MARIA GENTILE L'ANTIGONE DE POGGIO D'OLETTA

Le 3 mars 1769, sous les chefs d’inculpation de « conspiration » et de « complot contre le roi » Marbeuf renvoie devant le Tribunal civil de Bastia présidé par Chardon cinq patriotes corses, ce qui permettra de les condamner lourdement, alors même, nous rappelle Jacques Grégori, « que le prétendu crime n’avait pas encore reçu un commencement d’exécution puisque le soulèvement d’Oletta n’avait pas eu lieu ».

L’exécution de la sentence a lieu le 25 septembre 1769.
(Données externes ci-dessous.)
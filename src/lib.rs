//! Scrollreel is a headless scroll-choreography engine for long landing pages.
//!
//! Sections declare timelines in normalized progress; the engine binds them to scroll, pins
//! sections for a scroll distance, and snaps the resting position to the middle of the nearest
//! pinned section. The public API is engine-oriented:
//!
//! - Build sections with [`landing_page`] (or any [`SectionSource`])
//! - Mount an [`Engine`] against a [`LayoutProbe`]
//! - Forward scroll, resize and frame events; values flow out through a [`PropertySink`]
#![forbid(unsafe_code)]
#![deny(missing_docs)]
// Section builders and probe accessors are exercised by tests and the CLI but not all of them by
// the library itself.
#![allow(dead_code)]

mod foundation;

pub(crate) mod animation;
pub(crate) mod choreography;
/// Engine configuration.
pub mod config;
pub(crate) mod engine;
pub(crate) mod navigation;
pub(crate) mod scroll;
pub(crate) mod snap;

pub use crate::foundation::core::{ElementId, Length, Viewport, px, vh, vw};
pub use crate::foundation::error::{ReelError, ReelResult};

pub use crate::animation::builder::{Position, Props, TimelineBuilder};
pub use crate::animation::ease::Ease;
pub use crate::animation::timeline::{Evaluated, Property, Segment, TargetProperty, Timeline};

pub use crate::scroll::binding::{ScrollBinding, ScrollRegion, TriggerMode};
pub use crate::scroll::controller::{BindingId, PinnedRegion, PlaybackId, ScrollController};
pub use crate::scroll::layout::{LayoutProbe, StackedLayout};
pub use crate::scroll::scrub::ScrubFilter;
pub use crate::scroll::sink::{AppliedValue, InMemorySink, PropertySink};

pub use crate::snap::coordinator::{SnapCoordinator, SnapFunction, SnapPhase};
pub use crate::snap::range::PinnedRange;
pub use crate::snap::tween::SnapTween;

pub use crate::navigation::resolver::{NavigationResolver, ScrollTarget, TargetSource};

pub use crate::choreography::landing::{
    DEEP_FEATURE, DOWNLOAD, FEATURES_SECTION, FOOTER, GALLERY, HERO, LANDING_SECTIONS,
    TESTIMONIALS_SECTION, THREE_UP, WORKFLOW, landing_layout, landing_page,
};
pub use crate::choreography::section::{
    Entrance, HoldWindow, MountedSection, SectionChoreography, SectionMode,
};

pub use crate::config::{DurationRange, EngineConfig, NavigationConfig, SnapConfig};
pub use crate::engine::{Engine, FrameReport, LandingPage, SectionSource};

/// Builders for the individual landing-page sections.
pub mod sections {
    pub use crate::choreography::landing::{
        deep_feature, download, features, footer, gallery, hero, testimonials, three_up, workflow,
    };
}

/// Static copy rendered by the landing page.
pub mod content {
    pub use crate::choreography::content::*;
}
Parmi les patriotes exécutés figure le fiancé de Maria Gentile. L’incertitude majeure porte sur le nom de famille de Maria Gentile. Selon Jacques Denis, auteur entre autre d’une étude, Maria Gentile porterait le patronyme de Belgodere, et serait la fiancée de Giovanni Guidoni. D’après Yvia Croce in « La Révolution Corse (1729-1769) », il s’agirait de Maria Gentile Guidoni fiancée à Don Pietro Leccia.

Le corps désormais pitoyable de son fiancé est encore exposé, en ce début d’automne 1769, sur la place du couvent Saint François d’Oletta, gardé par les soldats du roi, avec interdiction absolue à quiconque de s’en approcher.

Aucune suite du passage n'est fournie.